The start attempt was rewarded with 409 :
u'Instance 7bc9de3b-1960-476f-b964-2ab2da986ec7 in task_state powering-off. Cannot start while the instance is in this state'

The below line indicates the task state, silently moved back to "SHUTOFF/powering-off" , before the 'start' attempt.

2014-05-13 18:09:13,610 State transition "SHUTOFF/powering-off" ==> "SHUTOFF/None" after 1 second wait

Please do not set the 'None' task-state when the 'powering-off' is not finished.

See original description

Tags:

Attila Fazekas (afazekas) on 2014-05-18

description:

updated

Tracy Jones (tjones-i) on 2014-05-21

tags:

added: compute

melanie witt (melwitt) on 2014-06-13

Changed in nova:
assignee:	nobody → Melanie Witt (melwitt)
importance:	Undecided → Medium
status:	New → Confirmed

Revision history for this message

Attila Fazekas (afazekas) wrote on 2014-06-26:

Similar issue can happen at "/opt/stack/new/tempest/tempest/api/compute/images/test_list_image_filters.py", line 57, in setUpClass.

This test does not stops the server, but it creates multiple snapshot.

Revision history for this message

melanie witt (melwitt) wrote on 2014-06-27:

It seems the problem is a race with _sync_instance_power_state.

In rebuild_instance, after the rebuild is finished, if the original vm_state was STOPPED, it sets task_state to POWERING_OFF and calls stop_instance.

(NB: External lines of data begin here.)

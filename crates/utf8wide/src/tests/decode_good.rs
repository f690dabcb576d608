use alloc::{vec, vec::Vec};

use crate::{decode, decode_into};

#[test]
fn ascii_passthrough() {
    assert_eq!(decode(b"Hello"), Ok(vec![72, 101, 108, 108, 111]));
}

#[test]
fn known_cjk_fixture() {
    // U+4F60 '你'
    assert_eq!(decode(&[0xE4, 0xBD, 0xA0]), Ok(vec![0x4F60]));
}

#[test]
fn four_byte_form() {
    // U+1F600 '😀'
    assert_eq!(decode(&[0xF0, 0x9F, 0x98, 0x80]), Ok(vec![0x1F600]));
}

#[test]
fn mixed_widths_in_one_buffer() {
    let bytes = "a€😀".as_bytes();
    assert_eq!(decode(bytes), Ok(vec![0x61, 0x20AC, 0x1F600]));
}

#[test]
fn matches_std_char_decomposition() {
    let text = "Grüße, 世界! 🦀";
    let expected: Vec<u32> = text.chars().map(u32::from).collect();
    assert_eq!(decode(text.as_bytes()), Ok(expected));
}

#[test]
fn bare_continuation_byte_is_raw() {
    // A byte in 0x80..0xC0 with no lead in front decodes as itself.
    assert_eq!(decode(&[0x80]), Ok(vec![0x80]));
    assert_eq!(decode(&[0xBF, 0x41]), Ok(vec![0xBF, 0x41]));
}

#[test]
fn overlong_form_accepted() {
    // Two-byte encoding of NUL; a strict decoder would reject it.
    assert_eq!(decode(&[0xC0, 0x80]), Ok(vec![0]));
    // Three-byte encoding of '/'.
    assert_eq!(decode(&[0xE0, 0x80, 0xAF]), Ok(vec![0x2F]));
}

#[test]
fn continuation_high_bits_not_checked() {
    // 0x28 lacks the 10 prefix; its low six bits still count.
    assert_eq!(decode(&[0xC3, 0x28]), Ok(vec![0xE8]));
}

#[test]
fn decode_into_overwrites_previous_content() {
    let mut out = vec![0xDEAD, 0xBEEF];
    decode_into(b"Hi", &mut out).unwrap();
    assert_eq!(out, vec![72, 105]);

    decode_into(&[], &mut out).unwrap();
    assert_eq!(out, Vec::<u32>::new());
}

In the nova-compute log I see the message from _sync_instance_power_state, "Instance is not stopped. Calling the stop API." [1] It observed vm_state STOPPED and power state not off from the driver, and called compute api force_stop [2] which sets task_state to POWERING_OFF again and stops it again.

[1] http://logs.openstack.org/52/73152/8/check/check-tempest-dsvm-full/9352c04/logs/screen-n-cpu.txt.gz?level=DEBUG#_2014-05-13_18_09_11_515

Revision history for this message

OpenStack Infra (hudson-openstack) wrote on 2014-06-27: Fix proposed to nova (master)

Fix proposed to branch: master
Review: https://review.openstack.org/103174

Changed in nova:
status:	Confirmed → In Progress

Revision history for this message

melanie witt (melwitt) wrote on 2014-07-04:

Increasing this to high because it affects the gate.

summary:	- Double powering-off state confuses the clinets and causes gate failure + Double powering-off state confuses the clients and causes gate failure
Changed in nova:
importance:	Medium → High

Revision history for this message

OpenStack Infra (hudson-openstack) wrote on 2014-07-12: Fix merged to nova (master)

Reviewed: https://review.openstack.org/103174
Committed: https://git.openstack.org/cgit/openstack/nova/commit/?id=cc5388bbe81aba635fb757e202d860aeed98f3e8
Submitter: Jenkins
Branch: master

commit cc5388bbe81aba635fb757e202d860aeed98f3e8
Author: melanie witt <email address hidden>
Date: Fri Jun 27 15:45:15 2014 +0000

synchronize 'stop' and power state periodic task

    This change adds the synchronized decorator to the stop function and
    _sync_instance_power_state to address a race condition when powering
    off and updating the database for an instance. The power off and
    database update should be protected so the periodic task sees a
    consistent view when it checks power state from the driver and
    VM state from the database in order to take action.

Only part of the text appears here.